#  >  > Thailand Festivals, Beaches, Scuba Diving and Temples, Tell us Your Tales >  >  > Thailands Festivals and Celebrations >  >  New pitch a bonus as Hua Hin Sixes starts

## dirtydog

*New pitch a bonus as Hua Hin Sixes starts* 
The 13th Hua Hin Invitational Cricket Sixes kicked off in style at the Dusit Resort Hua Hin on Monday with 16 teams from Australia, Hong Kong, Bangladesh, India, and Thailand. 
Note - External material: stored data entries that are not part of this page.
//! Cordon and evict, in the manner of `kubectl drain`.

use std::time::Duration;

use async_trait::async_trait;
use k8s_openapi::api::core::v1::{Node, Pod};
use kube::api::{Api, EvictParams, ListParams, Patch, PatchParams};
use kube::{Client, ResourceExt};
use serde_json::json;
use tokio::time::Instant;
use tracing::{debug, info, warn};

use crate::cluster::Drainer;
use crate::error::{HostUpgradesError, Result};

const MIRROR_POD_ANNOTATION: &str = "kubernetes.io/config.mirror";

pub struct KubeDrainer {
    client: Client,
    timeout: Duration,
    poll_interval: Duration,
}

impl KubeDrainer {
    pub fn new(client: Client, timeout: Duration) -> Self {
        Self {
            client,
            timeout,
            poll_interval: Duration::from_secs(2),
        }
    }

    async fn cordon(&self, node: &str) -> Result<()> {
        let nodes: Api<Node> = Api::all(self.client.clone());
        let patch = json!({ "spec": { "unschedulable": true } });

        nodes
            .patch(node, &PatchParams::default(), &Patch::Merge(&patch))
            .await
            .map_err(|e| drain_error(node, format!("cordon failed: {}", e)))?;

        info!(node = node, "Cordoned node");
        Ok(())
    }

    async fn evict(&self, node: &str, pod: &Pod, deadline: Instant) -> Result<()> {
        let namespace = pod.namespace().unwrap_or_default();
        let name = pod.name_any();
        let pods: Api<Pod> = Api::namespaced(self.client.clone(), &namespace);

        loop {
            match pods.evict(&name, &EvictParams::default()).await {
                Ok(_) => {
                    info!(node = node, pod = %format!("{}/{}", namespace, name), "Evicted pod");
                    return Ok(());
                }
                Err(kube::Error::Api(response)) if response.code == 404 => {
                    debug!(pod = %format!("{}/{}", namespace, name), "Pod already gone");
                    return Ok(());
                }
                Err(kube::Error::Api(response)) if response.code == 429 => {
                    if Instant::now() + self.poll_interval > deadline {
                        return Err(drain_error(
                            node,
                            format!(
                                "timed out evicting pod {}/{}: {}",
                                namespace, name, response.message
                            ),
                        ));
                    }
                    debug!(
                        pod = %format!("{}/{}", namespace, name),
                        reason = %response.message,
                        "Eviction blocked by disruption budget, retrying"
                    );
                    tokio::time::sleep(self.poll_interval).await;
                }
                Err(e) => {
                    return Err(drain_error(
                        node,
                        format!("evicting pod {}/{}: {}", namespace, name, e),
                    ));
                }
            }
        }
    }

    async fn wait_deleted(&self, node: &str, pod: &Pod, deadline: Instant) -> Result<()> {
        let namespace = pod.namespace().unwrap_or_default();
        let name = pod.name_any();
        let pods: Api<Pod> = Api::namespaced(self.client.clone(), &namespace);

        loop {
            let current = pods
                .get_opt(&name)
                .await
                .map_err(|e| drain_error(node, format!("checking pod {}/{}: {}", namespace, name, e)))?;

            // A pod recreated under the same name has a new uid.
            match current {
                Some(current) if current.uid() == pod.uid() => {}
                _ => return Ok(()),
            }

            if Instant::now() + self.poll_interval > deadline {
                return Err(drain_error(
                    node,
                    format!("timed out waiting for pod {}/{} to terminate", namespace, name),
                ));
            }
            tokio::time::sleep(self.poll_interval).await;
        }
    }
}

fn drain_error(node: &str, message: String) -> HostUpgradesError {
    HostUpgradesError::Drain(node.to_string(), message)
}

fn pod_selector(node: &str) -> ListParams {
    ListParams::default().fields(&format!("spec.nodeName={}", node))
}

/// Mirror pods belong to the kubelet and daemonset pods would be recreated
/// right away; neither is evicted.
fn is_evictable(pod: &Pod) -> bool {
    if pod.annotations().contains_key(MIRROR_POD_ANNOTATION) {
        return false;
    }

    !pod.owner_references()
        .iter()
        .any(|owner| owner.kind == "DaemonSet" && owner.controller == Some(true))
}

#[async_trait]
impl Drainer for KubeDrainer {
    async fn drain(&self, node: &str) -> Result<()> {
        let deadline = Instant::now() + self.timeout;

        self.cordon(node).await?;

        let pods: Api<Pod> = Api::all(self.client.clone());
        let list = pods
            .list(&pod_selector(node))
            .await
            .map_err(|e| drain_error(node, format!("listing pods: {}", e)))?;

        let total = list.items.len();
        let evictable: Vec<Pod> = list.items.into_iter().filter(is_evictable).collect();

        info!(
            node = node,
            pods = total,
            evicting = evictable.len(),
            timeout_seconds = self.timeout.as_secs(),
            "Draining node"
        );

        for pod in &evictable {
            self.evict(node, pod, deadline).await?;
        }

        for pod in &evictable {
            if let Err(e) = self.wait_deleted(node, pod, deadline).await {
                warn!(node = node, error = %e, "Drain did not complete");
                return Err(e);
            }
        }

        info!(node = node, evicted = evictable.len(), "Drained node");
        Ok(())
    }
}
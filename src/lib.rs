//! Unattended OS package upgrades for Kubernetes nodes.
//!
//! Every node runs one instance. A fleet-wide lock annotation on a shared
//! daemonset makes sure at most one node upgrades (and possibly drains and
//! reboots) at a time, and node conditions report the outcome.

pub mod cluster;
pub mod conditions;
pub mod config;
pub mod coordinator;
pub mod error;
pub mod health;
pub mod host;
pub mod k8s;
pub mod lock;
pub mod logging;
pub mod node;
pub mod retry;
pub mod scheduler;
pub mod types;
pub mod upgrader;

#[cfg(test)]
mod testing;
The ground is in its best condition since the tournament began 13 years ago with the grass cut down low resulting in a fast outfield. 

The new ACC/Nottssport sponsored pitch proved a great asset on a high scoring opening day at this picturesque seaside resort ground. 

The tournament began on an uncharacteristic overcast morning but eventually gave way to sunny conditions. 

There were six matches on the opening half day programme, one from the main Cup competition and five from the Masters. 

In the Cup, the 2006 champions Commonwealth CC showed they mean business with a commanding victory over the MCC Red from Melbourne. 

In the the Masters competition, the Hua Hin Hopalongs had a mixed day. The Hopalongs' Gary Chatfield began the tournament in sparkling form, hitting 39 retired in the opening match, but his team were still beaten by the strong Follies side led by Brett Farmer. 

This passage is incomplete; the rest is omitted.